The testimonies of Facebook, Google and Twitter’s big wigs before the American Senate Committee for Crime and Terrorism in October 2017 have not reassured us. They all claimed to be doing their best to protect social platforms from terrorists, jihadists and extremists of all kinds. They all guarantee that they have thousands of people reviewing thousands and thousands of pages to stop the spread of terrorist content and foreign interference in the democracy of the United States – “We have ten thousand people working for security and we are committed to investing more by the end of 2018.” (Colin Stretch)
Tristan Harris, well-known former Google design ethicist, and “the closest thing Silicon Valley has to a conscience”, as The Atlantic defined him, thinks that platforms have been undoubtedly designed to provoke extreme reactions and behavior.
“There is an underlying misconception – it is to think that human nature is human nature and technology is a neutral tool. This is not true because technology does have a bias, it has a goal. The goal is to draw the attention of as many people as possible. Outrage, offence, violence, all the evils of the world, are really good at doing that, and Facebook benefits from it all.”
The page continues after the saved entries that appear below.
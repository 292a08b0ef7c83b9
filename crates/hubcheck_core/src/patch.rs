//! Runtime-patching selection and bookkeeping.
//!
//! A [`PatchRequest`] selects modules either with a blanket `all` switch or per module. Resolution follows one
//! rule: when `all` is not given, it defaults to `true` unless some module is explicitly requested `true`; every
//! module the request does not mention then takes the `all` value. So `socket=false` patches everything except
//! `socket`, while `socket=true` patches only `socket`.
//!
//! [`PatchRegistry`] applies requests cumulatively and records exactly which modules are patched.

use std::collections::{BTreeMap, BTreeSet};

use thiserror::Error;
use tracing::debug;

/// Modules patched by a blanket request.
pub const DEFAULT_MODULES: [&str; 5] = ["os", "select", "socket", "thread", "time"];

#[derive(Debug, Clone, PartialEq, Eq, Error)]
pub enum PatchError {
    #[error("unexpected patch selector {0:?}")]
    UnknownModule(String),
}

/// Which modules to patch.
#[derive(Debug, Clone, Default, PartialEq, Eq)]
pub struct PatchRequest {
    all: Option<bool>,
    modules: BTreeMap<String, bool>,
}

impl PatchRequest {
    /// A request with no explicit selection (patches every known module).
    pub fn new() -> Self {
        Self::default()
    }

    /// Set the blanket switch.
    pub fn with_all(mut self, on: bool) -> Self {
        self.all = Some(on);
        self
    }

    /// Select or deselect a single module.
    pub fn module(mut self, name: impl Into<String>, on: bool) -> Self {
        self.modules.insert(name.into(), on);
        self
    }

    /// Decide, for every known module, whether this request patches it.
    fn resolve<'a>(&self, known: &'a BTreeSet<String>) -> Result<Vec<&'a str>, PatchError> {
        if let Some(unknown) = self.modules.keys().find(|name| !known.contains(*name)) {
            return Err(PatchError::UnknownModule(unknown.clone()));
        }

        let default_on = self.all.unwrap_or_else(|| !self.modules.values().any(|on| *on));

        Ok(known
            .iter()
            .filter(|name| self.modules.get(*name).copied().unwrap_or(default_on))
            .map(String::as_str)
            .collect())
    }
}

/// The patch-application surface the harness and isolated scripts rely on.
pub trait Patcher {
    /// Apply a request. Returns the modules newly patched by this call.
    fn apply(&mut self, request: &PatchRequest) -> Result<Vec<String>, PatchError>;

    /// Whether `module` is currently patched.
    fn is_patched(&self, module: &str) -> bool;

    /// All patched modules, sorted.
    fn patched_modules(&self) -> Vec<String>;
}

/// Reference [`Patcher`] that only records state.
#[derive(Debug, Clone)]
pub struct PatchRegistry {
    known: BTreeSet<String>,
    patched: BTreeSet<String>,
}

impl Default for PatchRegistry {
    fn default() -> Self {
        Self::with_modules(DEFAULT_MODULES)
    }
}

impl PatchRegistry {
    pub fn new() -> Self {
        Self::default()
    }

    /// Registry that accepts exactly `modules`.
    pub fn with_modules<I, S>(modules: I) -> Self
    where
        I: IntoIterator<Item = S>,
        S: Into<String>,
    {
        Self {
            known: modules.into_iter().map(Into::into).collect(),
            patched: BTreeSet::new(),
        }
    }
}

impl Patcher for PatchRegistry {
    fn apply(&mut self, request: &PatchRequest) -> Result<Vec<String>, PatchError> {
        let selected = request.resolve(&self.known)?;
        let mut newly = Vec::new();
        for name in selected {
            if self.patched.insert(name.to_string()) {
                debug!(module = name, "patched");
                newly.push(name.to_string());
            }
        }
        Ok(newly)
    }

    fn is_patched(&self, module: &str) -> bool {
        self.patched.contains(module)
    }

    fn patched_modules(&self) -> Vec<String> {
        self.patched.iter().cloned().collect()
    }
}

#[cfg(test)]
mod tests {
    use super::*;

    fn patched_after(request: PatchRequest) -> String {
        let mut registry = PatchRegistry::new();
        registry.apply(&request).unwrap();
        registry.patched_modules().join(",")
    }

    #[test]
    fn test_blanket_request() {
        assert_eq!(patched_after(PatchRequest::new()), "os,select,socket,thread,time");
        assert_eq!(
            patched_after(PatchRequest::new().with_all(true)),
            "os,select,socket,thread,time"
        );
    }

    #[test]
    fn test_all_with_single_module() {
        assert_eq!(
            patched_after(PatchRequest::new().with_all(true).module("socket", true)),
            "os,select,socket,thread,time"
        );
    }

    #[test]
    fn test_all_negative() {
        let request = PatchRequest::new()
            .with_all(false)
            .module("socket", false)
            .module("select", true);
        assert_eq!(patched_after(request), "select");
    }

    #[test]
    fn test_single_and_double_selection() {
        assert_eq!(patched_after(PatchRequest::new().module("socket", true)), "socket");
        assert_eq!(
            patched_after(PatchRequest::new().module("socket", true).module("select", true)),
            "select,socket"
        );
    }

    #[test]
    fn test_negative_selection() {
        assert_eq!(
            patched_after(PatchRequest::new().module("socket", false)),
            "os,select,thread,time"
        );
        assert_eq!(
            patched_after(PatchRequest::new().module("socket", false).module("time", false)),
            "os,select,thread"
        );
    }

    #[test]
    fn test_conflicting_requests() {
        assert_eq!(
            patched_after(PatchRequest::new().module("socket", false).module("select", true)),
            "select"
        );
    }

    #[test]
    fn test_unknown_module_is_rejected_before_patching() {
        let mut registry = PatchRegistry::new();
        let err = registry
            .apply(&PatchRequest::new().module("finagle", true))
            .unwrap_err();
        assert!(err.to_string().contains("finagle"));
        assert!(registry.patched_modules().is_empty());
    }

    #[test]
    fn test_apply_is_cumulative_and_idempotent() {
        let mut registry = PatchRegistry::new();
        let first = registry.apply(&PatchRequest::new().module("socket", true)).unwrap();
        assert_eq!(first, vec!["socket".to_string()]);
        let again = registry.apply(&PatchRequest::new().module("socket", true)).unwrap();
        assert!(again.is_empty());
        registry.apply(&PatchRequest::new().module("time", true)).unwrap();

        assert!(registry.is_patched("socket"));
        assert!(registry.is_patched("time"));
        assert!(!registry.is_patched("os"));
        assert_eq!(registry.patched_modules(), vec!["socket", "time"]);
    }
}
The closing scenes of THE CLEANERS takes us back to where we had started our journey, to the outskirts of Manila among mountains of trash. Some of the Cleaners will give up, some confessing that they are no longer the same person as when they started the work (“it is as if a virus had taken possession of my brain”), some grit their teeth and go on.
One, instead, couldn’t handle it and killed himself, unexplainably, with a rope around his neck. He was specialized in censoring extreme self-mutilation videos.